Your objective: In the listing below, locate the lines that hold "ticker" and copy them.

Provided records:
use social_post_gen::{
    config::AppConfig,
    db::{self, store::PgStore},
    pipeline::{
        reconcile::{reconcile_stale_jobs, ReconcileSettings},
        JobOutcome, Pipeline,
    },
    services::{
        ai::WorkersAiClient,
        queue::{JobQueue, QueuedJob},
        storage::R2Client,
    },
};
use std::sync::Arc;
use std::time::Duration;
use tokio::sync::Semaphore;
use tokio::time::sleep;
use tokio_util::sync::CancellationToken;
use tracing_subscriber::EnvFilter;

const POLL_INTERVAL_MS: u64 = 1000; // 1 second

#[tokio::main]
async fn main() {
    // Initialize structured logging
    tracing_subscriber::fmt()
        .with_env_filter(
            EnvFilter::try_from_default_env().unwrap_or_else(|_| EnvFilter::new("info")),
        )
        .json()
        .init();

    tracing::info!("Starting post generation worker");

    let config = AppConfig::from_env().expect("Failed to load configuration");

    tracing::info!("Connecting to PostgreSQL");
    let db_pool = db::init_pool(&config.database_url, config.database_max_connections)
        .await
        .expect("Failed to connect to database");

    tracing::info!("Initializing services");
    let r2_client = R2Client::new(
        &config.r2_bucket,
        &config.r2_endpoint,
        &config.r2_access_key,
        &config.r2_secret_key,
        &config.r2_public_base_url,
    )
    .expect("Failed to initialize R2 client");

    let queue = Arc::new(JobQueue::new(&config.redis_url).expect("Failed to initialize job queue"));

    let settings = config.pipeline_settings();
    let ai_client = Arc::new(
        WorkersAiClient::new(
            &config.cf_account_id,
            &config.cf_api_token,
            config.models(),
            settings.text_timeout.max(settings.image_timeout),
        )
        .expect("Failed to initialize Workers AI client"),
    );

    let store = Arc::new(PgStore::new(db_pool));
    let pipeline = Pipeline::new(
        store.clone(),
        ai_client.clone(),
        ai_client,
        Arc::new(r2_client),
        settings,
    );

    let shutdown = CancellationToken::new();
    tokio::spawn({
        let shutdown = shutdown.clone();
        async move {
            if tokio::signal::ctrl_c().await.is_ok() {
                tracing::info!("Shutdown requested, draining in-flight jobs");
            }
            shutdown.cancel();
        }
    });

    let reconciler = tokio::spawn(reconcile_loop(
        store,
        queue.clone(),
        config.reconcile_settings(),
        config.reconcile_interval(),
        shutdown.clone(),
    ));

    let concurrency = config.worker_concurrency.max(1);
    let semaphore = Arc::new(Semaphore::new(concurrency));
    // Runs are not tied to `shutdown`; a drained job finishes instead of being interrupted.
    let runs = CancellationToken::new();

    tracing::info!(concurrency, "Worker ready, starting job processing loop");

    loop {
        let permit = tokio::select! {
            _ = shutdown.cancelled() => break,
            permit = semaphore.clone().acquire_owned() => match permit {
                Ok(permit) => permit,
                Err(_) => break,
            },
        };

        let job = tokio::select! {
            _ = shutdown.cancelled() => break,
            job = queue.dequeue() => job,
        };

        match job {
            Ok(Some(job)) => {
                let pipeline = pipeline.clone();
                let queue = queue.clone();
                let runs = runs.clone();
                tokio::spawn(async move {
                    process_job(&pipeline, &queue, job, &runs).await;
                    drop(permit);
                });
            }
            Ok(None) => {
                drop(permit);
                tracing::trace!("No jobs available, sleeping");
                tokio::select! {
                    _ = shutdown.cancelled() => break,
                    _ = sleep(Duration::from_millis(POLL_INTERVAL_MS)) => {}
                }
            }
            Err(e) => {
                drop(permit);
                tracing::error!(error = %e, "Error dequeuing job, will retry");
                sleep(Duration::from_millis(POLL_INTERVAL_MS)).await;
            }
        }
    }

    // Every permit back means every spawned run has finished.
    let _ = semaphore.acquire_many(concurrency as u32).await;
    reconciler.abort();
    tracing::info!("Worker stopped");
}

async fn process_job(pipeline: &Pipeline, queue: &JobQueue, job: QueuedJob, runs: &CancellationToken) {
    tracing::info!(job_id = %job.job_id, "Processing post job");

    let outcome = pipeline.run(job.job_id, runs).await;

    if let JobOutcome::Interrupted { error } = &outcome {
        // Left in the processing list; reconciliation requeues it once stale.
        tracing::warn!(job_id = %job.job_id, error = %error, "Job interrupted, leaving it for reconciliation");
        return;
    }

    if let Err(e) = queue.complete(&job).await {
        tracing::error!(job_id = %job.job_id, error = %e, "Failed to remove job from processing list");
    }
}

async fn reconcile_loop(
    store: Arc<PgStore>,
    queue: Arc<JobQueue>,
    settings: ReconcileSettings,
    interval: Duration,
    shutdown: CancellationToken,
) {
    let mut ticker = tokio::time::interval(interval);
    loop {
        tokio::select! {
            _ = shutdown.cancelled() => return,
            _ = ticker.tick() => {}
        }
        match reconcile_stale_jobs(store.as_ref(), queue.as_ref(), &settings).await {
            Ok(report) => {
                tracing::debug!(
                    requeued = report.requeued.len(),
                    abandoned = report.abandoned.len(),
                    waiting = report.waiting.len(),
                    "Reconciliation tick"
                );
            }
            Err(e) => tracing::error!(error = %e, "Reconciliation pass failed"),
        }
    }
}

...

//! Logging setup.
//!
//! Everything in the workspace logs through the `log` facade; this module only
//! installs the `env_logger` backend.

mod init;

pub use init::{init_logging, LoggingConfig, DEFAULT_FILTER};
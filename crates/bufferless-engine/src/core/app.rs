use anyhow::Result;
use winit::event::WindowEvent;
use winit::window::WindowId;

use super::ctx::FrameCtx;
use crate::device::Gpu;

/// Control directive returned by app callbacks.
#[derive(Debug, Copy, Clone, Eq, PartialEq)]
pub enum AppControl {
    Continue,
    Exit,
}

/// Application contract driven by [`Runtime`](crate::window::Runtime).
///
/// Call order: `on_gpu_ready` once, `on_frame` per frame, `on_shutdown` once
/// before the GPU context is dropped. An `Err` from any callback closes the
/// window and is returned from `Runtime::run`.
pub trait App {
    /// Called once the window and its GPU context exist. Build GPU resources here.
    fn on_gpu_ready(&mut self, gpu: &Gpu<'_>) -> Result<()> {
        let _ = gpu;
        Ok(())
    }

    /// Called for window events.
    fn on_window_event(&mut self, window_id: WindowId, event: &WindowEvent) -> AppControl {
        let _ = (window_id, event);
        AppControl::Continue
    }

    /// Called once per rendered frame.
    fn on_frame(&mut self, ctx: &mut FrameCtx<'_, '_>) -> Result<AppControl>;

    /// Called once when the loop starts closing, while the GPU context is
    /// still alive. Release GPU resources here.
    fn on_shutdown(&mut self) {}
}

Solution to this problem:
    let mut ticker = tokio::time::interval(interval);
            _ = ticker.tick() => {}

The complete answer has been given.